■ What to do ■
Copying exactly, give the lines in the material below from the one with "pub fn set_base_rotation(&mut" to the one with "pub fn set_limits(&mut", ends included, and nothing besides.

■ Extracted material ■
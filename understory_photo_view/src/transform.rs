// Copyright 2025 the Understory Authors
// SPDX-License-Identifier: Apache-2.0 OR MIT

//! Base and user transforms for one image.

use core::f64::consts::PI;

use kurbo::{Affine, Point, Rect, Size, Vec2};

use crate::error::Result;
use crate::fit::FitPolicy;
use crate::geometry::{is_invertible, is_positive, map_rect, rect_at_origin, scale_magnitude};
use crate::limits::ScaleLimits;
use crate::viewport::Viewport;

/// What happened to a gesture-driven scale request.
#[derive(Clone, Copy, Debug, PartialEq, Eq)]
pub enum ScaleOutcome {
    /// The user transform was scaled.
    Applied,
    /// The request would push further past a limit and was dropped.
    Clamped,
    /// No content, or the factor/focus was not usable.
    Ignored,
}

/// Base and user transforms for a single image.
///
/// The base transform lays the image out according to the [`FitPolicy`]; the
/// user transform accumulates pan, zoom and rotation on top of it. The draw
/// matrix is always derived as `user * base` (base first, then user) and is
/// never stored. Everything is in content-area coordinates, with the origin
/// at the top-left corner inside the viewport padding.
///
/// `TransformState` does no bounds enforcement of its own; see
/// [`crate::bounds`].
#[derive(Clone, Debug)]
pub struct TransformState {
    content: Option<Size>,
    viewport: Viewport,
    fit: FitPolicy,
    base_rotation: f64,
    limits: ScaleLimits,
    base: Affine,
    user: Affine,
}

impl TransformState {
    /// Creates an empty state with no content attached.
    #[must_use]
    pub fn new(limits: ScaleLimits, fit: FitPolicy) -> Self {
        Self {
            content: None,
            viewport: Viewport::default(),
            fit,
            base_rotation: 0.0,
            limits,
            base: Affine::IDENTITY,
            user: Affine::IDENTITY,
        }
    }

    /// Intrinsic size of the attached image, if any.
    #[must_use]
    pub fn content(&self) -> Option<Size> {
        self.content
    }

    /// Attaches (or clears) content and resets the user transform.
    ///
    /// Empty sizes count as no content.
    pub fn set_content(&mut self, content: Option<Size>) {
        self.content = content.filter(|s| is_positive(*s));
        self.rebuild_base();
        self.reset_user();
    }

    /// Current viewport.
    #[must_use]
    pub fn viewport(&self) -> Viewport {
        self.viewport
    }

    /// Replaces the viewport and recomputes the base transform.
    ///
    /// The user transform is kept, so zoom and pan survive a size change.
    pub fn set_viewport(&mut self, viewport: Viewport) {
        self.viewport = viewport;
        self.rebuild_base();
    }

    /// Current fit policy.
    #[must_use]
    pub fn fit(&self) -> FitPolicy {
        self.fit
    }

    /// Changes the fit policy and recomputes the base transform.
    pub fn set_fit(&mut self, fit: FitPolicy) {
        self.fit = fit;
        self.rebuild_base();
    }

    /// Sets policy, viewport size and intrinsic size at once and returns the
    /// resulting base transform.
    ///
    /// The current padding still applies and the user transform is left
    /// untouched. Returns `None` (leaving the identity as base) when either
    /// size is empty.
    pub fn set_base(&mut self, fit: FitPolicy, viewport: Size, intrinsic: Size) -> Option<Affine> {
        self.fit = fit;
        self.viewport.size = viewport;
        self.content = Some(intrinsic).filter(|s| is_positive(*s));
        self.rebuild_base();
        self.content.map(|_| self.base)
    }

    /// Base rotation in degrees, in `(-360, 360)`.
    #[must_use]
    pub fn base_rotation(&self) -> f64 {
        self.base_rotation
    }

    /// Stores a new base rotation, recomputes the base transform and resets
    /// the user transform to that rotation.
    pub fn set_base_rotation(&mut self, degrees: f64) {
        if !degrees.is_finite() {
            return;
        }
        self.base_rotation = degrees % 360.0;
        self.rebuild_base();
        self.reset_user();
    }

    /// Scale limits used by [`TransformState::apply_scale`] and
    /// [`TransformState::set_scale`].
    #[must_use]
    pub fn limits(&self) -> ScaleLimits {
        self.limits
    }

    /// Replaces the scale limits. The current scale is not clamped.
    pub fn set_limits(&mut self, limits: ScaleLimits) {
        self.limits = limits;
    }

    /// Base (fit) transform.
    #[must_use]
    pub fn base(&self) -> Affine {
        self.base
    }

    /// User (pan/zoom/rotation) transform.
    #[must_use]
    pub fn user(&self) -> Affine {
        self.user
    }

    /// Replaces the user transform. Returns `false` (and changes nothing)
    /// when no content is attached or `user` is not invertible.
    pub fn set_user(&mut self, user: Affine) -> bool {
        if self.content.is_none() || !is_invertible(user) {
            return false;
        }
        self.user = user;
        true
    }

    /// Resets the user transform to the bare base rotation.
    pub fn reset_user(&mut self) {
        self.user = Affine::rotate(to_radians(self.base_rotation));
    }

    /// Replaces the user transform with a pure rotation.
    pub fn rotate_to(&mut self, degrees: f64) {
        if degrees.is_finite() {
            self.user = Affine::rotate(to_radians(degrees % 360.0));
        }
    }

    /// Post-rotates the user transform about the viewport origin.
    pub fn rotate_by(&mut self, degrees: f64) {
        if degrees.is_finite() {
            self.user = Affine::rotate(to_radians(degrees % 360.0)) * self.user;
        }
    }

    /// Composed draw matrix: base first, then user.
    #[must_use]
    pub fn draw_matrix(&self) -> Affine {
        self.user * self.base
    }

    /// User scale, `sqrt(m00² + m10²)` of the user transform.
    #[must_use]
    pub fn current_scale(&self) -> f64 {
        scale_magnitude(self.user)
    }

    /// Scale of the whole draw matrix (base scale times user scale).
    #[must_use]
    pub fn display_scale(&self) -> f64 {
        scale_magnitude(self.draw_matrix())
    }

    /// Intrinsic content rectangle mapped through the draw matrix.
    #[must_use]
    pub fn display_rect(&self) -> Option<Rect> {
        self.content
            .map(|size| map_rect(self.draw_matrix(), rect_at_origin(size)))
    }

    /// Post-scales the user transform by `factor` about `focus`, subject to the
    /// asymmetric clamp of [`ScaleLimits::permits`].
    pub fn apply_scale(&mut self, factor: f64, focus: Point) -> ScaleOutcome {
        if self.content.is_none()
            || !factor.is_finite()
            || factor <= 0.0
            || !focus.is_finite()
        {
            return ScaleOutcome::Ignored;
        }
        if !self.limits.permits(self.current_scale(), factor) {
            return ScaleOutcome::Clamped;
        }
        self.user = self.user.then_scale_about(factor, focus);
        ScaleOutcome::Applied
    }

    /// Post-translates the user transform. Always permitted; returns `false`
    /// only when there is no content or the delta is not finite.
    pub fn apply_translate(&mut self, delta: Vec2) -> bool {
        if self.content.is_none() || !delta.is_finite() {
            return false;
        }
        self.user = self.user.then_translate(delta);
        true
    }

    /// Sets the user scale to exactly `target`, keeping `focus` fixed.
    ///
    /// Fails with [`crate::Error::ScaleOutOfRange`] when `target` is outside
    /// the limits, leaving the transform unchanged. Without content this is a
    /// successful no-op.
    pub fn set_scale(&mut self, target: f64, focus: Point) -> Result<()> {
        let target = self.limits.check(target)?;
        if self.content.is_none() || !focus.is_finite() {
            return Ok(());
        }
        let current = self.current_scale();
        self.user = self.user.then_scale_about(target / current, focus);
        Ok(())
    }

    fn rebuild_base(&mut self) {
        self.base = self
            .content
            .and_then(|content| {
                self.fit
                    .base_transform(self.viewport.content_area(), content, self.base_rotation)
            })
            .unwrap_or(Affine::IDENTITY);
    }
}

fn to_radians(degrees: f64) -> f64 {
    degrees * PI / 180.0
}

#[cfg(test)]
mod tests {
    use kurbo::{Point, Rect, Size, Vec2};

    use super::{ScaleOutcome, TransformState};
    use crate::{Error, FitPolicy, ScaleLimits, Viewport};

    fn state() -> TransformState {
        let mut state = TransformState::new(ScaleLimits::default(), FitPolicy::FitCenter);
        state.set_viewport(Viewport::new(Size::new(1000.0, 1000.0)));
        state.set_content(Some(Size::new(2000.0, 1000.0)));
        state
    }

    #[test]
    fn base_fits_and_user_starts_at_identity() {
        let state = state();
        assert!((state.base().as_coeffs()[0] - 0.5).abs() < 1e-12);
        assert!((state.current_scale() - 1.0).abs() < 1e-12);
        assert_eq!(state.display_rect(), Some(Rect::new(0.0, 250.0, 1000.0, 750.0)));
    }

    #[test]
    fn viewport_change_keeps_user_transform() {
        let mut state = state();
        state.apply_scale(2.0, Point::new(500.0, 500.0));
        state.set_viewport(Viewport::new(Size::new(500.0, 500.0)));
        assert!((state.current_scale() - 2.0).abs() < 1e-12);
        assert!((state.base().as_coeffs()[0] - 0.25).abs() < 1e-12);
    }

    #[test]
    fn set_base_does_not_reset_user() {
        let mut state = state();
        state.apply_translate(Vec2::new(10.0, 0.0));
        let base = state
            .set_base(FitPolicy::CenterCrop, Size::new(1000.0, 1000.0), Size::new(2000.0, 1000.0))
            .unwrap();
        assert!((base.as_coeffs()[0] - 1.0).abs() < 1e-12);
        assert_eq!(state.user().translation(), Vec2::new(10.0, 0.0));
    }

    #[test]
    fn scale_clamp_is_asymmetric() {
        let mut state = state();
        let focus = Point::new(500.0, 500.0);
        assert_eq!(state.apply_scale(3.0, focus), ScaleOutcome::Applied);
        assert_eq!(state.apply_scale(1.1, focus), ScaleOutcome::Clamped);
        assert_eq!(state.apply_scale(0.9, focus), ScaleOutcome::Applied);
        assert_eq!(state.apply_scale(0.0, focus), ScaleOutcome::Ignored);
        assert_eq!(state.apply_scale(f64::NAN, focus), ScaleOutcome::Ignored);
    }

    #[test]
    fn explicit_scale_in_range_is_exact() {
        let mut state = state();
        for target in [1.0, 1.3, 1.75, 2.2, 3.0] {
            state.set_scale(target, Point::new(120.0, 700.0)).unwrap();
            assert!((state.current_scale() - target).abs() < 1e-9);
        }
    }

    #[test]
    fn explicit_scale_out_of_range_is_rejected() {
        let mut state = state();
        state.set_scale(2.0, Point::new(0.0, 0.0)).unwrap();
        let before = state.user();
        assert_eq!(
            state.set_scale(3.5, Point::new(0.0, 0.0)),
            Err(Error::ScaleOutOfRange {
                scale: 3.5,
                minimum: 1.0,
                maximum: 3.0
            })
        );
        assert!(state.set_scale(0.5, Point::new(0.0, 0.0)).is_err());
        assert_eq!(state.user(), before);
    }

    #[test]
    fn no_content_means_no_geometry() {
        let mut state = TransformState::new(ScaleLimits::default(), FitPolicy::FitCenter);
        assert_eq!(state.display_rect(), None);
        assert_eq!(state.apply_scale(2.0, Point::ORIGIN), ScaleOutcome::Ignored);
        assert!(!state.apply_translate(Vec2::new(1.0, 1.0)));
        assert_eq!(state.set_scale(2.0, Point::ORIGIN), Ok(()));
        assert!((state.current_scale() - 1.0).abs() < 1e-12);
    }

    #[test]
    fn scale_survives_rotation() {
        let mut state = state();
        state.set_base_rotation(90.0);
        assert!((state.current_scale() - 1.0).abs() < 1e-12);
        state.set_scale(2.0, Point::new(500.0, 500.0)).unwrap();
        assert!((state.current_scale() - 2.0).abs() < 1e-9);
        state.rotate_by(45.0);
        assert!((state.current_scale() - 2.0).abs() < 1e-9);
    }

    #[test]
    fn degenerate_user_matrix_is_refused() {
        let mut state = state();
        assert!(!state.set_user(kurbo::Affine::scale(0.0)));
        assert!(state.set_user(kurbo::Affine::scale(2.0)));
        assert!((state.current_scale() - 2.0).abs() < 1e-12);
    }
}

■ Result of this task ■
    pub fn set_base_rotation(&mut self, degrees: f64) {
        if !degrees.is_finite() {
            return;
        }
        self.base_rotation = degrees % 360.0;
        self.rebuild_base();
        self.reset_user();
    }

    /// Scale limits used by [`TransformState::apply_scale`] and
    /// [`TransformState::set_scale`].
    #[must_use]
    pub fn limits(&self) -> ScaleLimits {
        self.limits
    }

    /// Replaces the scale limits. The current scale is not clamped.
    pub fn set_limits(&mut self, limits: ScaleLimits) {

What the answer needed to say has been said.